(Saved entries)
//! Tool command templating and dependency checks

use crate::error::{ExecutionError, ExecutionResult};
use genbench_config::domains::execution::TEMPLATE_PLACEHOLDERS;
use genbench_config::ToolCommand;
use genbench_core::layout::{GENERATED_TESTS_DIR, TOOL_REPORT_DIR};
use genbench_core::EndpointDescriptor;
use std::path::{Path, PathBuf};
use std::process::Stdio;
use tokio::process::Command;

/// Values substituted into a tool command template for one run
#[derive(Debug, Clone)]
pub struct RunContext<'a> {
    pub endpoint: &'a EndpointDescriptor,
    pub run_number: u32,
    pub search_budget_seconds: u64,
    pub output_dir: PathBuf,
}

impl<'a> RunContext<'a> {
    pub fn new(
        endpoint: &'a EndpointDescriptor,
        run_number: u32,
        search_budget_seconds: u64,
        output_dir: impl Into<PathBuf>,
    ) -> Self {
        Self {
            endpoint,
            run_number,
            search_budget_seconds,
            output_dir: output_dir.into(),
        }
    }

    pub fn tests_dir(&self) -> PathBuf {
        self.output_dir.join(GENERATED_TESTS_DIR)
    }

    pub fn report_dir(&self) -> PathBuf {
        self.output_dir.join(TOOL_REPORT_DIR)
    }

    fn value_of(&self, placeholder: &str) -> Option<String> {
        let value = match placeholder {
            "endpoint_id" => self.endpoint.id.to_string(),
            "run_number" => self.run_number.to_string(),
            "controller_class" => self.endpoint.controller_class.clone(),
            "method_name" => self.endpoint.method_name.clone(),
            "service" => self.endpoint.service.clone(),
            "search_budget" => self.search_budget_seconds.to_string(),
            "output_dir" => self.output_dir.display().to_string(),
            "tests_dir" => self.tests_dir().display().to_string(),
            "report_dir" => self.report_dir().display().to_string(),
            _ => return None,
        };
        Some(value)
    }

    /// Substitute every known `{placeholder}` in `template`
    pub fn render(&self, template: &str) -> String {
        let mut rendered = template.to_string();
        for placeholder in TEMPLATE_PLACEHOLDERS {
            let field = format!("{{{}}}", placeholder);
            if rendered.contains(&field) {
                if let Some(value) = self.value_of(placeholder) {
                    rendered = rendered.replace(&field, &value);
                }
            }
        }
        rendered
    }

    /// Build the tool invocation for this run
    pub fn tool_command(&self, tool: &ToolCommand) -> Command {
        let mut cmd = Command::new(self.render(&tool.program));
        cmd.args(tool.args.iter().map(|arg| self.render(arg)));
        for (key, value) in &tool.env {
            cmd.env(key, self.render(value));
        }
        if let Some(dir) = &tool.working_dir {
            cmd.current_dir(self.render(&dir.display().to_string()));
        }
        cmd.stdin(Stdio::null())
            .stdout(Stdio::piped())
            .stderr(Stdio::piped())
            .kill_on_drop(true);
        #[cfg(unix)]
        cmd.process_group(0);
        cmd
    }

    /// Build the post-kill cleanup invocation, if one is configured
    pub fn cleanup_command(&self, tool: &ToolCommand) -> Option<Command> {
        let (program, args) = tool.cleanup.split_first()?;
        let mut cmd = Command::new(self.render(program));
        cmd.args(args.iter().map(|arg| self.render(arg)))
            .stdin(Stdio::null())
            .stdout(Stdio::null())
            .stderr(Stdio::null())
            .kill_on_drop(true);
        Some(cmd)
    }
}

/// Locate a program the way a shell would
pub fn find_on_path(program: &str) -> Option<PathBuf> {
    let candidate = Path::new(program);
    if candidate.components().count() > 1 {
        return is_executable(candidate).then(|| candidate.to_path_buf());
    }

    let path = std::env::var_os("PATH")?;
    std::env::split_paths(&path)
        .map(|dir| dir.join(program))
        .find(|full| is_executable(full))
}

/// Fail with the first binary that cannot be found
pub fn check_dependencies(binaries: &[String]) -> ExecutionResult<()> {
    for binary in binaries {
        match find_on_path(binary) {
            Some(path) => tracing::debug!("Found {} at {}", binary, path.display()),
            None => return Err(ExecutionError::MissingDependency(binary.clone())),
        }
    }
    Ok(())
}

#[cfg(unix)]
fn is_executable(path: &Path) -> bool {
    use std::os::unix::fs::PermissionsExt;
    path.metadata()
        .map(|m| m.is_file() && m.permissions().mode() & 0o111 != 0)
        .unwrap_or(false)
}

#[cfg(not(unix))]
fn is_executable(path: &Path) -> bool {
    path.is_file()
}
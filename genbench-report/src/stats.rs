//! Descriptive statistics over one numeric series

use genbench_core::record::round_to;
use serde::{Deserialize, Serialize};

/// Decimal places kept in aggregates
pub const STAT_PRECISION: u32 = 4;

/// `avg`/`min`/`max`/`std_dev` are `None` when the series has no valid values
#[derive(Debug, Clone, Copy, PartialEq, Default, Serialize, Deserialize)]
pub struct Stats {
    pub avg: Option<f64>,
    pub min: Option<f64>,
    pub max: Option<f64>,
    /// Sample standard deviation; 0 for a single value
    pub std_dev: Option<f64>,
    pub count: usize,
}

impl Stats {
    /// Summarise the finite values of `values`; NaN and infinities are skipped
    pub fn of<I>(values: I) -> Self
    where
        I: IntoIterator<Item = f64>,
    {
        let values: Vec<f64> = values.into_iter().filter(|v| v.is_finite()).collect();
        let n = values.len();
        if n == 0 {
            return Self::default();
        }

        let avg = values.iter().sum::<f64>() / n as f64;
        let min = values.iter().copied().fold(f64::INFINITY, f64::min);
        let max = values.iter().copied().fold(f64::NEG_INFINITY, f64::max);
        let std_dev = if n > 1 {
            let variance = values.iter().map(|v| (v - avg).powi(2)).sum::<f64>() / (n - 1) as f64;
            variance.sqrt()
        } else {
            0.0
        };

        Self {
            avg: Some(round_to(avg, STAT_PRECISION)),
            min: Some(round_to(min, STAT_PRECISION)),
            max: Some(round_to(max, STAT_PRECISION)),
            std_dev: Some(round_to(std_dev, STAT_PRECISION)),
            count: n,
        }
    }

    /// Like [`Stats::of`] for a series whose entries may be unavailable
    pub fn of_available<I>(values: I) -> Self
    where
        I: IntoIterator<Item = Option<f64>>,
    {
        Self::of(values.into_iter().flatten())
    }

    pub fn is_available(&self) -> bool {
        self.count > 0
    }
}

#[cfg(test)]
mod tests {
    use super::*;

    #[test]
    fn test_empty_series_is_unavailable() {
        let stats = Stats::of(Vec::new());
        assert_eq!(stats.avg, None);
        assert_eq!(stats.std_dev, None);
        assert_eq!(stats.count, 0);
        assert!(!stats.is_available());

        let json = serde_json::to_string(&stats).unwrap();
        assert_eq!(json, r#"{"avg":null,"min":null,"max":null,"std_dev":null,"count":0}"#);
    }

    #[test]
    fn test_single_value() {
        let stats = Stats::of([72.25]);
        assert_eq!(stats.avg, Some(72.25));
        assert_eq!(stats.min, Some(72.25));
        assert_eq!(stats.max, Some(72.25));
        assert_eq!(stats.std_dev, Some(0.0));
        assert_eq!(stats.count, 1);
    }

    #[test]
    fn test_sample_std_dev_and_rounding() {
        let stats = Stats::of([2.0, 4.0, 4.0, 4.0, 5.0, 5.0, 7.0, 9.0]);
        assert_eq!(stats.avg, Some(5.0));
        // sqrt(32 / 7)
        assert_eq!(stats.std_dev, Some(2.1381));
        assert_eq!(stats.min, Some(2.0));
        assert_eq!(stats.max, Some(9.0));
    }

    #[test]
    fn test_unavailable_entries_skipped() {
        let stats = Stats::of_available([Some(0.5), None, Some(0.75), None]);
        assert_eq!(stats.count, 2);
        assert_eq!(stats.avg, Some(0.625));

        let stats = Stats::of_available([None, None]);
        assert_eq!(stats.avg, None);
    }
}
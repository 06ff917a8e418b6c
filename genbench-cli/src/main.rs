use anyhow::Result;
use clap::Parser;
use colored::Colorize;
use genbench_cli::cli::{Cli, Commands, ConfigCommands};
use genbench_cli::commands::{self, Completion, RunOverrides};
use genbench_logging::{init_logging, LoggingGuard};
use std::process::ExitCode;
use tracing::{error, info};

#[tokio::main]
async fn main() -> ExitCode {
    let cli = Cli::parse();

    match run(cli).await {
        Ok(completion) => ExitCode::from(completion.exit_code()),
        Err(e) => {
            error!("{:#}", e);
            eprintln!("{} {:#}", "error:".red().bold(), e);
            ExitCode::FAILURE
        }
    }
}

async fn run(cli: Cli) -> Result<Completion> {
    let config = commands::load_config(cli.config.as_ref())?;
    let _guard: LoggingGuard = init_logging(&config.logging, cli.log_level.as_deref())?;

    info!("genbench {} starting", env!("CARGO_PKG_VERSION"));

    match cli.command {
        Some(Commands::Run {
            runs,
            budget,
            output,
            endpoint,
            skip_existing,
            catalog,
        }) => {
            let overrides = RunOverrides {
                runs,
                budget,
                output,
                endpoint,
                skip_existing,
                catalog,
            };
            commands::handle_run(config, &overrides).await
        }
        Some(Commands::RunOne {
            endpoint,
            run,
            budget,
            output,
        }) => {
            let overrides = RunOverrides {
                budget,
                output,
                ..RunOverrides::default()
            };
            commands::handle_run_one(config, endpoint, run, &overrides).await
        }
        Some(Commands::Report {
            results,
            merge_manual,
        }) => commands::handle_report(&config, results, merge_manual).await,
        Some(Commands::Collect { results }) => commands::handle_collect(&config, results).await,
        Some(Commands::Config { config_cmd }) => {
            match config_cmd {
                ConfigCommands::Validate { config_file } => {
                    commands::handle_config_validate(&config_file)?
                }
                ConfigCommands::Generate { output, force } => {
                    commands::handle_config_generate(&output, force)?
                }
                ConfigCommands::Show { format } => commands::handle_config_show(&config, &format)?,
            }
            Ok(Completion::Done)
        }
        None => {
            use clap::CommandFactory;
            Cli::command().print_help()?;
            println!();
            Ok(Completion::Done)
        }
    }
}
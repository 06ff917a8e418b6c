//! Reporting over a finished results tree: regeneration, manual evaluations, CLI handlers

mod common;

use common::*;
use genbench_cli::commands::{handle_collect, handle_report, handle_run, load_config, RunOverrides};
use genbench_cli::{Completion, DriverOptions};
use genbench_config::GenbenchConfig;
use genbench_core::layout::{
    DETAILED_CSV_FILE, MANUAL_EVALUATION_FILE, METRICS_SUMMARY_FILE, RESULTS_CSV_FILE,
    RUN_AVERAGES_JSON, RUN_AVERAGES_TEXT, SUMMARY_REPORT_FILE, TEST_ANALYSIS_FILE,
};
use std::path::{Path, PathBuf};
use tempfile::TempDir;

const CHECKLIST: &str = "\
# Manual Evaluation: Endpoint 7

### 1. Targets the correct endpoint
- [x] Yes
- [ ] No

### 2. Asserts the expected HTTP status
- [ ] Yes
- [x] Partial
- [ ] No

### 3. Uses the correct comparator
- [x] Yes

### 4. Inline with the endpoint scenarios
- [x] No

### 5. Missing URL parameter
- [x] Yes

### 6. Boundary conditions
- [ ] Yes
- [ ] No
";

/// Two recorded runs of endpoint 7 under `workdir/results`
async fn finished_benchmark(workdir: &Path) -> GenbenchConfig {
    let tool = write_tool(workdir, "evosuite.sh", SUCCESS_TOOL);
    let mut config = bench_config(workdir, &tool);
    config.benchmark.runs_per_endpoint = 2;

    let mut options = DriverOptions::from_config(&config);
    options.only_endpoint = Some(7);
    let benchmark = driver(config.clone()).run(&options).await.unwrap();
    assert_eq!(benchmark.records.len(), 2);
    config
}

fn report_files(root: &Path) -> Vec<PathBuf> {
    vec![
        root.join("endpoint_07").join(RUN_AVERAGES_JSON),
        root.join("endpoint_07").join(RUN_AVERAGES_TEXT),
        root.join("endpoint_07").join(TEST_ANALYSIS_FILE),
        root.join(METRICS_SUMMARY_FILE),
        root.join(RESULTS_CSV_FILE),
        root.join(DETAILED_CSV_FILE),
        root.join(SUMMARY_REPORT_FILE),
    ]
}

fn snapshot(files: &[PathBuf]) -> Vec<Vec<u8>> {
    files.iter().map(|f| std::fs::read(f).unwrap()).collect()
}

#[tokio::test]
async fn test_report_regeneration_is_idempotent() {
    let temp = TempDir::new().unwrap();
    let config = finished_benchmark(temp.path()).await;
    let files = report_files(&config.benchmark.results_dir);
    let before = snapshot(&files);

    let completion = handle_report(&config, None, false).await.unwrap();
    assert_eq!(completion, Completion::Done);
    assert_eq!(snapshot(&files), before);

    // And once more through `collect`, which rewrites aggregates and the summary JSON
    handle_collect(&config, None).await.unwrap();
    assert_eq!(snapshot(&files), before);
}

#[tokio::test]
async fn test_manual_checklist_merges_into_table() {
    let temp = TempDir::new().unwrap();
    let config = finished_benchmark(temp.path()).await;
    let root = config.benchmark.results_dir.clone();

    std::fs::write(root.join("endpoint_07").join(MANUAL_EVALUATION_FILE), CHECKLIST).unwrap();
    handle_report(&config, Some(root.clone()), true).await.unwrap();

    let mut reader = csv::Reader::from_path(root.join(RESULTS_CSV_FILE)).unwrap();
    let headers = reader.headers().unwrap().clone();
    let at = |name: &str| headers.iter().position(|h| h == name).unwrap();
    let rows: Vec<csv::StringRecord> = reader.records().map(|r| r.unwrap()).collect();

    assert_eq!(rows.len(), 2);
    for row in &rows {
        assert_eq!(&row[at("targets_correct_endpoint")], "Yes");
        assert_eq!(&row[at("asserts_http_status")], "Partial");
        assert_eq!(&row[at("inline_with_scenarios")], "No");
        assert_eq!(&row[at("manual_evaluation_complete")], "TRUE");
        // Measured columns are left alone
        assert_eq!(&row[at("generation_status")], "SUCCESS");
        assert_eq!(&row[at("tests_generated")], "1");
    }
}

#[tokio::test]
async fn test_report_without_results_fails() {
    let temp = TempDir::new().unwrap();
    let config = GenbenchConfig::default();

    let err = handle_report(&config, Some(temp.path().join("absent")), false)
        .await
        .unwrap_err();
    assert!(format!("{:#}", err).contains("absent"));
    assert!(handle_collect(&config, Some(temp.path().join("absent")))
        .await
        .is_err());
}

#[tokio::test]
async fn test_config_file_drives_run_command() {
    let temp = TempDir::new().unwrap();
    let tool = write_tool(temp.path(), "evosuite.sh", SUCCESS_TOOL);
    let results = temp.path().join("from-yaml");
    let yaml = format!(
        "\
benchmark:
  catalog_path: {catalog}
  results_dir: {results}
  runs_per_endpoint: 1
  search_budget_seconds: 5
  inter_run_pause: 0
  inter_endpoint_pause: 0
execution:
  tool:
    program: {tool}
    args: [\"{{tests_dir}}\", \"{{report_dir}}\", \"{{controller_class}}\"]
    cleanup: []
monitor:
  enabled: false
",
        catalog = catalog_path().display(),
        results = results.display(),
        tool = tool.display(),
    );
    let config_path = temp.path().join("genbench.yaml");
    std::fs::write(&config_path, yaml).unwrap();

    let config = load_config(Some(&config_path)).unwrap();
    assert_eq!(config.benchmark.results_dir, results);
    assert!(!config.monitor.enabled);

    let overrides = RunOverrides {
        endpoint: Some(7),
        ..RunOverrides::default()
    };
    let completion = handle_run(config, &overrides).await.unwrap();

    assert_eq!(completion, Completion::Done);
    assert_eq!(completion.exit_code(), 0);
    assert!(results.join("endpoint_07").join("run_01").is_dir());
    assert!(results.join(RESULTS_CSV_FILE).is_file());
}
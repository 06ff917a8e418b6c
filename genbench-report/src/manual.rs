//! Manual evaluation checklists merged into the results table

use crate::dataset::{MANUAL_COMPLETE_COLUMN, QUALITATIVE_COLUMNS};
use crate::error::{ReportError, ReportResult};
use genbench_core::layout::{parse_numbered_dir, MANUAL_EVALUATION_FILE};
use genbench_storage::write_atomic;
use once_cell::sync::Lazy;
use regex::Regex;
use std::collections::BTreeMap;
use std::path::Path;
use tracing::{debug, info};

/// Checklist prompt text and the column its answer lands in
const CHECKLIST_ITEMS: &[(&str, &str)] = &[
    ("Targets the correct endpoint", "targets_correct_endpoint"),
    ("Asserts the expected HTTP status", "asserts_http_status"),
    ("Uses the correct comparator", "correct_comparator"),
    ("Inline with the endpoint scenarios", "inline_with_scenarios"),
    ("Missing URL parameter", "missing_url_params"),
    ("Missing request body", "missing_request_body"),
    ("assertions specific and meaningful", "assertions_meaningful"),
    ("Boundary conditions", "boundary_conditions"),
    ("Verifies authorization", "verifies_authorization"),
    ("Invalid URL parameter", "invalid_url_params"),
    ("Invalid request body", "invalid_request_body"),
];

/// Answers needed before an evaluation counts as complete
pub const COMPLETE_THRESHOLD: usize = 5;

static PROMPTS: Lazy<Vec<(Regex, &'static str)>> = Lazy::new(|| {
    CHECKLIST_ITEMS
        .iter()
        .map(|(prompt, column)| {
            let pattern = format!("(?i){}", regex::escape(prompt));
            (Regex::new(&pattern).expect("escaped prompt regex"), *column)
        })
        .collect()
});

static CHECKED_OPTION: Lazy<Regex> = Lazy::new(|| {
    Regex::new(r"\[[xX]\]\s*(Yes|Partial|No|N/A)\b").expect("checked option regex")
});

/// Answers parsed from one `manual-evaluation.md`
#[derive(Debug, Clone, Default, PartialEq, Eq)]
pub struct ManualEvaluation {
    /// Column name to answer, for the items that have a ticked box
    pub answers: BTreeMap<&'static str, String>,
}

impl ManualEvaluation {
    pub fn parse(content: &str) -> Self {
        let mut answers = BTreeMap::new();

        for (prompt, column) in PROMPTS.iter() {
            let Some(found) = prompt.find(content) else {
                continue;
            };
            let section = &content[found.start()..];
            let section = match section.find("###") {
                Some(end) => &section[..end],
                None => section,
            };
            if let Some(caps) = CHECKED_OPTION.captures(section) {
                answers.insert(*column, caps[1].to_string());
            }
        }

        Self { answers }
    }

    pub fn is_complete(&self) -> bool {
        self.answers
            .values()
            .filter(|v| !matches!(v.as_str(), "" | "N/A" | "FALSE"))
            .count()
            >= COMPLETE_THRESHOLD
    }

    /// Column updates for rows of the evaluated endpoint
    pub fn column_values(&self) -> Vec<(&'static str, String)> {
        let mut values: Vec<(&'static str, String)> = self
            .answers
            .iter()
            .map(|(column, answer)| (*column, answer.clone()))
            .collect();
        let complete = if self.is_complete() { "TRUE" } else { "FALSE" };
        values.push((MANUAL_COMPLETE_COLUMN, complete.to_string()));
        values
    }
}

/// Read every `endpoint_NN/manual-evaluation.md` under `results_root`
pub fn collect_evaluations(results_root: &Path) -> ReportResult<BTreeMap<u32, ManualEvaluation>> {
    let mut evaluations = BTreeMap::new();
    for entry in std::fs::read_dir(results_root)? {
        let entry = entry?;
        let name = entry.file_name();
        let Some(endpoint_id) = name.to_str().and_then(|n| parse_numbered_dir(n, "endpoint"))
        else {
            continue;
        };
        let path = entry.path().join(MANUAL_EVALUATION_FILE);
        if !path.is_file() {
            continue;
        }
        let evaluation = ManualEvaluation::parse(&std::fs::read_to_string(&path)?);
        debug!(
            endpoint_id,
            answers = evaluation.answers.len(),
            "Parsed {}",
            path.display()
        );
        evaluations.insert(endpoint_id, evaluation);
    }
    Ok(evaluations)
}

/// Overlay checklist answers onto an existing results table.
///
/// Only the qualitative columns and `manual_evaluation_complete` are touched.
/// Returns the number of rows updated.
pub async fn merge_manual_evaluations(results_root: &Path, table: &Path) -> ReportResult<usize> {
    if !table.is_file() {
        return Err(ReportError::MissingTable(table.to_path_buf()));
    }

    let evaluations = collect_evaluations(results_root)?;

    let mut reader = csv::Reader::from_path(table)?;
    let headers = reader.headers()?.clone();
    let column = |name: &str| headers.iter().position(|h| h == name);
    let id_at = column("endpoint_id").ok_or_else(|| ReportError::MissingColumn {
        path: table.to_path_buf(),
        column: "endpoint_id".to_string(),
    })?;

    let mut rows = Vec::new();
    let mut updated = 0;
    for row in reader.records() {
        let mut fields: Vec<String> = row?.iter().map(str::to_string).collect();
        let endpoint_id = fields.get(id_at).and_then(|v| v.trim().parse::<u32>().ok());
        if let Some(evaluation) = endpoint_id.and_then(|id| evaluations.get(&id)) {
            for (name, value) in evaluation.column_values() {
                if name != MANUAL_COMPLETE_COLUMN && !QUALITATIVE_COLUMNS.contains(&name) {
                    continue;
                }
                if let Some(field) = column(name).and_then(|at| fields.get_mut(at)) {
                    *field = value;
                }
            }
            updated += 1;
        }
        rows.push(fields);
    }

    let mut writer = csv::Writer::from_writer(Vec::new());
    writer.write_record(&headers)?;
    for row in &rows {
        writer.write_record(row)?;
    }
    write_atomic(table, &writer.into_inner()?).await?;

    info!(
        "Merged {} manual evaluation(s) into {} row(s) of {}",
        evaluations.len(),
        updated,
        table.display()
    );
    Ok(updated)
}

#[cfg(test)]
mod tests {
    use super::*;
    use tempfile::TempDir;

    const CHECKLIST: &str = "\
# Manual Evaluation: Endpoint 7

### 1. Targets the correct endpoint
- [x] Yes
- [ ] Partial
- [ ] No

### 2. Asserts the expected HTTP status
- [ ] Yes
- [X] Partial
- [ ] No

### 3. Uses the correct comparator
- [ ] Yes
- [ ] No

### 4. Are assertions specific and meaningful?
- [ ] Yes
- [x] No

### 5. Boundary conditions tested
- [x] Yes

### 6. Verifies authorization
- [x] N/A
";

    #[test]
    fn test_parse_checked_answers() {
        let evaluation = ManualEvaluation::parse(CHECKLIST);
        assert_eq!(evaluation.answers["targets_correct_endpoint"], "Yes");
        assert_eq!(evaluation.answers["asserts_http_status"], "Partial");
        assert!(!evaluation.answers.contains_key("correct_comparator"));
        assert_eq!(evaluation.answers["assertions_meaningful"], "No");
        assert_eq!(evaluation.answers["boundary_conditions"], "Yes");
        assert_eq!(evaluation.answers["verifies_authorization"], "N/A");
        // Yes, Partial, No, Yes answered; N/A does not count
        assert!(!evaluation.is_complete());
    }

    #[test]
    fn test_section_ends_at_next_heading() {
        let content = "### Missing URL parameter\n- [ ] Yes\n### Other\n- [x] Yes\n";
        let evaluation = ManualEvaluation::parse(content);
        assert!(evaluation.answers.is_empty());
    }

    #[test]
    fn test_complete_with_five_answers() {
        let content = CHECKLIST.replace("- [ ] Yes\n- [ ] No", "- [x] Yes\n- [ ] No");
        let evaluation = ManualEvaluation::parse(&content);
        assert_eq!(evaluation.answers["correct_comparator"], "Yes");
        assert!(evaluation.is_complete());
        assert!(evaluation
            .column_values()
            .contains(&(MANUAL_COMPLETE_COLUMN, "TRUE".to_string())));
    }

    #[tokio::test]
    async fn test_merge_touches_only_qualitative_columns() {
        let temp = TempDir::new().unwrap();
        let table = temp.path().join("benchmark-results.csv");
        std::fs::write(
            &table,
            "endpoint_id,run_number,exit_code,targets_correct_endpoint,asserts_http_status,manual_evaluation_complete,evaluator_notes\n\
             7,1,0,N/A,N/A,FALSE,kept\n\
             8,1,1,N/A,N/A,FALSE,\n",
        )
        .unwrap();
        std::fs::create_dir_all(temp.path().join("endpoint_07")).unwrap();
        std::fs::write(
            temp.path().join("endpoint_07").join(MANUAL_EVALUATION_FILE),
            CHECKLIST,
        )
        .unwrap();

        let updated = merge_manual_evaluations(temp.path(), &table).await.unwrap();
        assert_eq!(updated, 1);

        let text = std::fs::read_to_string(&table).unwrap();
        let lines: Vec<&str> = text.lines().collect();
        assert_eq!(lines[1], "7,1,0,Yes,Partial,FALSE,kept");
        assert_eq!(lines[2], "8,1,1,N/A,N/A,FALSE,");
    }

    #[tokio::test]
    async fn test_merge_requires_existing_table() {
        let temp = TempDir::new().unwrap();
        let err = merge_manual_evaluations(temp.path(), &temp.path().join("missing.csv"))
            .await
            .unwrap_err();
        assert!(matches!(err, ReportError::MissingTable(_)));
    }
}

**Task description:**
Your answer should be only the number of lines in the entries above that hold the string "binaries".

**Finished exercise:**
2